▸ Work instruction
Respond with the count alone after checking every line in the material below for "Option".

####

//! Audio that bypasses the player daemon: sound effects and recordings go
//! straight to the ALSA device through `aplay`/`arecord`.

use anyhow::{Context, Result};
use std::path::Path;
use std::process::{Child, Command, ExitStatus, Stdio};
use tracing::{debug, info, warn};

/// Local playback and recording processes owned by the player.
pub trait LocalAudio: Send {
    /// Start playing `file` in the background
    fn play(&mut self, file: &Path) -> Result<()>;
    /// Start recording `duration_secs` seconds into `file` in the background
    fn record(&mut self, file: &Path, duration_secs: u32) -> Result<()>;
    fn is_recording(&mut self) -> bool;
    /// Kill a running recording; true if there was one
    fn stop_recording(&mut self) -> bool;
    /// Kill recording and playback
    fn stop_all(&mut self);
}

/// `aplay`/`arecord` against one ALSA device
pub struct AlsaAudio {
    device: String,
    player: Option<Child>,
    recorder: Option<Child>,
}

impl AlsaAudio {
    pub fn new(device: impl Into<String>) -> Self {
        Self {
            device: device.into(),
            player: None,
            recorder: None,
        }
    }
}

fn is_running(child: &mut Option<Child>) -> bool {
    match child {
        Some(c) => matches!(c.try_wait(), Ok(None)),
        None => false,
    }
}

fn kill(child: &mut Option<Child>, what: &str) -> bool {
    if !is_running(child) {
        *child = None;
        return false;
    }
    if let Some(mut c) = child.take() {
        if let Err(e) = c.kill() {
            warn!("failed to stop {}: {}", what, e);
        }
        // reap
        let _ = c.wait();
    }
    true
}

impl LocalAudio for AlsaAudio {
    fn play(&mut self, file: &Path) -> Result<()> {
        let child = Command::new("/usr/bin/aplay")
            .arg("-D")
            .arg(&self.device)
            .arg(file)
            .stdin(Stdio::null())
            .spawn()
            .with_context(|| format!("Failed to start aplay for {}", file.display()))?;
        debug!("aplay {} (pid {})", file.display(), child.id());
        self.player = Some(child);
        Ok(())
    }

    fn record(&mut self, file: &Path, duration_secs: u32) -> Result<()> {
        let child = Command::new("/usr/bin/arecord")
            .arg("-D")
            .arg(&self.device)
            .arg(format!("--duration={}", duration_secs))
            .args(["-f", "cd", "-vv"])
            .arg(file)
            .stdin(Stdio::null())
            .spawn()
            .with_context(|| format!("Failed to start arecord for {}", file.display()))?;
        info!("recording {}s into {}", duration_secs, file.display());
        self.recorder = Some(child);
        Ok(())
    }

    fn is_recording(&mut self) -> bool {
        is_running(&mut self.recorder)
    }

    fn stop_recording(&mut self) -> bool {
        kill(&mut self.recorder, "arecord")
    }

    fn stop_all(&mut self) {
        self.stop_recording();
        kill(&mut self.player, "aplay");
    }
}

/// Run `command` through `sh -c` inside `cwd` and wait for it.
pub fn run_shell(command: &str, cwd: &Path) -> Result<ExitStatus> {
    debug!("sh -c {:?}", command);
    let status = Command::new("sh")
        .arg("-c")
        .arg(command)
        .current_dir(cwd)
        .stdin(Stdio::null())
        .status()
        .with_context(|| format!("Failed to execute {:?}", command))?;

    if !status.success() {
        warn!("{:?} exited with {}", command, status);
    }
    Ok(status)
}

####

▸ Solution to this exercise
4